Perfect Blue is a complicated, mature look at a charged subject. While it makes some explicit points, it does it through highly-charged and complicated imagery, presenting with frankness the objects of its critique. And like a truly rich and deep film, this is only one facet of the complicated and compelling elements that make Perfect Blue a powerful and effective film.



Paprika (2006)



Let’s get one thing straight, Inception didn’t rip off, pay homage to or draw from Paprika. Yes, they share the same high-concept of people interacting with each other in collective dreams, but there are two distinctly different and diametric approaches and understandings of how dream spaces work that make them two unique films. That being said, there are enough similarities to make the two serve as interesting companion pieces.

When the dream machine of a group of scientists is stolen, they find their device intended for psychotherapy has now been turned into a weapon that begins flooding the minds of those connected to the network to a particularly absurd and freaky dream by one of the patience they treated of a parade of bizarre creatures and objects. Chiba Atsuko (Megumi Hayashibara) attempts to hunt down the mind terrorist while her dream persona while her dream ego Paprika becomes involved in the life of Detective Kogawa Toshimi (Akio Ohtsuka).



From the onset, Paprika uses dream space as a way to throw space, logic and science to the wind. Static images turn into objects that can be accessed in dream spaces, or windows that allow one to traverse through dream space quickly. And the parade becomes a form of surreal horror, filled with all manner of the absurd and fantastical. It’s a film with little creative constraint.

And I simultaneously admire and admonish the film for that. The results lead to all number of visually enticing sequences that demonstrate the psychological power film has at twisting our mind’s ability to make associations and connections, but it also leads to an anything goes attitude. In contrast to Inception where there’s a set of rules that correlate to dream space, Paprika lacks the structure of rules that allow there to be constraints which lead to compelling narrative conflicts.

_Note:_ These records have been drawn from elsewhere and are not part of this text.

//! Espresso controller emulator.
//!
//! A deterministic stand-in for the machine's controller board, used by the
//! link's integration tests and the CLI `demo` command. [`EspressoMachine`]
//! simulates the process; [`EmulatedController`] speaks the wire protocol
//! on top of it.

pub mod device;
pub mod machine;

pub use device::{BOOT_BANNER, EmulatedController};
pub use machine::{EspressoMachine, ExtractionState, MachineProfile, StateTransition};
//! Streaming UTF-8 decoding of serial chunks.
//!
//! A serial read can end in the middle of a multi-byte character. The
//! decoder holds back an incomplete trailing sequence until the next chunk
//! completes it, so a frame split at any byte offset decodes to the same
//! text as the unsplit frame. Invalid sequences become `U+FFFD`.

/// Incremental UTF-8 decoder.
///
/// # Example
///
/// ```
/// use brewlink_protocol::TextDecoder;
///
/// let mut decoder = TextDecoder::new();
/// let euro = "€".as_bytes();
///
/// assert_eq!(decoder.decode(&euro[..1]), "");
/// assert_eq!(decoder.decode(&euro[1..]), "€");
/// ```
#[derive(Debug, Default)]
pub struct TextDecoder {
    /// Bytes of an incomplete trailing sequence (at most 3).
    pending: Vec<u8>,
}

impl TextDecoder {
    pub fn new() -> Self {
        Self::default()
    }

    /// Decode the next chunk, returning every complete character.
    pub fn decode(&mut self, chunk: &[u8]) -> String {
        let owned;
        let mut input: &[u8] = if self.pending.is_empty() {
            chunk
        } else {
            let mut joined = std::mem::take(&mut self.pending);
            joined.extend_from_slice(chunk);
            owned = joined;
            &owned
        };

        let mut out = String::with_capacity(input.len());
        loop {
            match std::str::from_utf8(input) {
                Ok(text) => {
                    out.push_str(text);
                    break;
                }
                Err(err) => {
                    let (valid, rest) = input.split_at(err.valid_up_to());
                    out.push_str(&String::from_utf8_lossy(valid));
                    match err.error_len() {
                        Some(bad) => {
                            out.push(char::REPLACEMENT_CHARACTER);
                            input = &rest[bad..];
                        }
                        None => {
                            self.pending.extend_from_slice(rest);
                            break;
                        }
                    }
                }
            }
        }
        out
    }

    /// Number of bytes held back waiting for the rest of a character.
    pub fn pending_len(&self) -> usize {
        self.pending.len()
    }

    /// Flush a dangling partial sequence as `U+FFFD`.
    pub fn finish(&mut self) -> String {
        if self.pending.is_empty() {
            String::new()
        } else {
            self.pending.clear();
            char::REPLACEMENT_CHARACTER.to_string()
        }
    }
}

#[cfg(test)]
mod tests {
    use super::*;

    #[test]
    fn test_ascii_passthrough() {
        let mut decoder = TextDecoder::new();
        assert_eq!(decoder.decode(b"102@READ@"), "102@READ@");
        assert_eq!(decoder.pending_len(), 0);
    }

    #[test]
    fn test_split_multibyte_every_offset() {
        let text = "temp 93°C ☕ ok";
        let bytes = text.as_bytes();

        for split in 0..=bytes.len() {
            let mut decoder = TextDecoder::new();
            let mut out = decoder.decode(&bytes[..split]);
            out.push_str(&decoder.decode(&bytes[split..]));
            assert_eq!(out, text, "split at {split}");
            assert_eq!(decoder.pending_len(), 0);
        }
    }

    #[test]
    fn test_invalid_byte_replaced() {
        let mut decoder = TextDecoder::new();
        assert_eq!(decoder.decode(b"a\xFFb"), "a\u{FFFD}b");
    }

    #[test]
    fn test_finish_flushes_partial() {
        let mut decoder = TextDecoder::new();
        assert_eq!(decoder.decode(&[0xE2, 0x82]), "");
        assert_eq!(decoder.pending_len(), 2);
        assert_eq!(decoder.finish(), "\u{FFFD}");
        assert_eq!(decoder.pending_len(), 0);
        assert_eq!(decoder.finish(), "");
    }
}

It’s hard to have stakes when Paprika seems to be able to conjure up any number of solutions to a particular problem. If she can get just about any place through a few jumps through televisions and billboards and take an image of any item and turn it into something she can use, there’s no compelling limitations and control that allow the film to build meaningful structures of power which result in conflict.

The film tries to address this problem with Chiba being much feebler and out of control of the world in real life, and her detective work in trying to discover who stole the device is the most compelling part of the film, but by the end of the film she’s swept away as the character who must make the emotional growth while her dream ego Paprika gets to be conduit through which the film resolves the narrative conflict.



A more interesting exploration of dream space is Kongawa’s story. He’s a patient being treated by Paparika through his dreams and these dreams are a compelling exploration of the similarities between film and dreams. Roman Holiday, Tarzan and other films slip into Kongawa’s story as he tries to deal with his own personal inadequacies and deepest fears that  manifest themselves in his dream space.

In segments like this, Paparika is a fascinating exploration of dream space as both filmic and psychological. In this regard, it shares thematic similarities to Inception. But the film’s broader story and more cinematic spectacles demonstrate a lack of restraint that is simultaneously compelling and frustrating. As I’ve become disillusioned with Inception’s stifling control and constraint, Paprika is reminds me that the other extreme leads to bloated creativity, which, in turn, leads a film to implode in upon itself.